### Exercise aim
Would you output all the data exactly as it stands?

(Saved entries)
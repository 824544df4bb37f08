//! Byte fetching for track sources
//!
//! `http://` and `https://` locators go through reqwest; `file://` URLs and
//! bare paths are read from disk.

use crate::error::{Error, Result};
use async_trait::async_trait;
use std::time::Duration;
use tracing::debug;

/// Resolves a source locator to its encoded bytes
#[async_trait]
pub trait Fetcher: Send + Sync {
    async fn fetch(&self, src: &str) -> Result<Vec<u8>>;
}

/// Default fetcher: HTTP(S) and local files
#[derive(Debug, Clone)]
pub struct HttpFetcher {
    client: reqwest::Client,
}

impl HttpFetcher {
    pub fn new() -> Self {
        Self {
            client: reqwest::Client::new(),
        }
    }

    /// Fetcher whose HTTP requests give up after `timeout`
    pub fn with_timeout(timeout: Duration) -> Result<Self> {
        let client = reqwest::Client::builder()
            .timeout(timeout)
            .build()
            .map_err(|e| Error::Config(format!("Failed to build HTTP client: {}", e)))?;
        Ok(Self { client })
    }

    async fn fetch_http(&self, src: &str) -> Result<Vec<u8>> {
        let fetch_error = |reason: String| Error::Fetch {
            src: src.to_string(),
            reason,
        };

        let response = self
            .client
            .get(src)
            .send()
            .await
            .map_err(|e| fetch_error(e.to_string()))?
            .error_for_status()
            .map_err(|e| fetch_error(e.to_string()))?;

        let bytes = response
            .bytes()
            .await
            .map_err(|e| fetch_error(e.to_string()))?;

        Ok(bytes.to_vec())
    }

    async fn fetch_file(&self, src: &str, path: &str) -> Result<Vec<u8>> {
        tokio::fs::read(path).await.map_err(|e| Error::Fetch {
            src: src.to_string(),
            reason: e.to_string(),
        })
    }
}

impl Default for HttpFetcher {
    fn default() -> Self {
        Self::new()
    }
}

#[async_trait]
impl Fetcher for HttpFetcher {
    async fn fetch(&self, src: &str) -> Result<Vec<u8>> {
        debug!("Fetching {}", src);

        let bytes = if src.starts_with("http://") || src.starts_with("https://") {
            self.fetch_http(src).await?
        } else if let Some(path) = src.strip_prefix("file://") {
            self.fetch_file(src, path).await?
        } else {
            self.fetch_file(src, src).await?
        };

        debug!("Fetched {} bytes from {}", bytes.len(), src);
        Ok(bytes)
    }
}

### Answer section
repository 824544df4bb37f08
//! Byte fetching for track sources
//!
//! `http://` and `https://` locators go through reqwest; `file://` URLs and
//! bare paths are read from disk.

use crate::error::{Error, Result};
use async_trait::async_trait;
use std::time::Duration;
use tracing::debug;

/// Resolves a source locator to its encoded bytes
#[async_trait]
pub trait Fetcher: Send + Sync {
    async fn fetch(&self, src: &str) -> Result<Vec<u8>>;
}

/// Default fetcher: HTTP(S) and local files
#[derive(Debug, Clone)]
pub struct HttpFetcher {
    client: reqwest::Client,
}

impl HttpFetcher {
    pub fn new() -> Self {
        Self {
            client: reqwest::Client::new(),
        }
    }

    /// Fetcher whose HTTP requests give up after `timeout`
    pub fn with_timeout(timeout: Duration) -> Result<Self> {
        let client = reqwest::Client::builder()
            .timeout(timeout)
            .build()
            .map_err(|e| Error::Config(format!("Failed to build HTTP client: {}", e)))?;
        Ok(Self { client })
    }

    async fn fetch_http(&self, src: &str) -> Result<Vec<u8>> {
        let fetch_error = |reason: String| Error::Fetch {
            src: src.to_string(),
            reason,
        };

        let response = self
            .client
            .get(src)
            .send()
            .await
            .map_err(|e| fetch_error(e.to_string()))?
            .error_for_status()
            .map_err(|e| fetch_error(e.to_string()))?;

        let bytes = response
            .bytes()
            .await
            .map_err(|e| fetch_error(e.to_string()))?;

        Ok(bytes.to_vec())
    }

    async fn fetch_file(&self, src: &str, path: &str) -> Result<Vec<u8>> {
        tokio::fs::read(path).await.map_err(|e| Error::Fetch {
            src: src.to_string(),
            reason: e.to_string(),
        })
    }
}

impl Default for HttpFetcher {
    fn default() -> Self {
        Self::new()
    }
}

#[async_trait]
impl Fetcher for HttpFetcher {
    async fn fetch(&self, src: &str) -> Result<Vec<u8>> {
        debug!("Fetching {}", src);

        let bytes = if src.starts_with("http://") || src.starts_with("https://") {
            self.fetch_http(src).await?
        } else if let Some(path) = src.strip_prefix("file://") {
            self.fetch_file(src, path).await?
        } else {
            self.fetch_file(src, src).await?
        };

        debug!("Fetched {} bytes from {}", bytes.len(), src);
        Ok(bytes)
    }
}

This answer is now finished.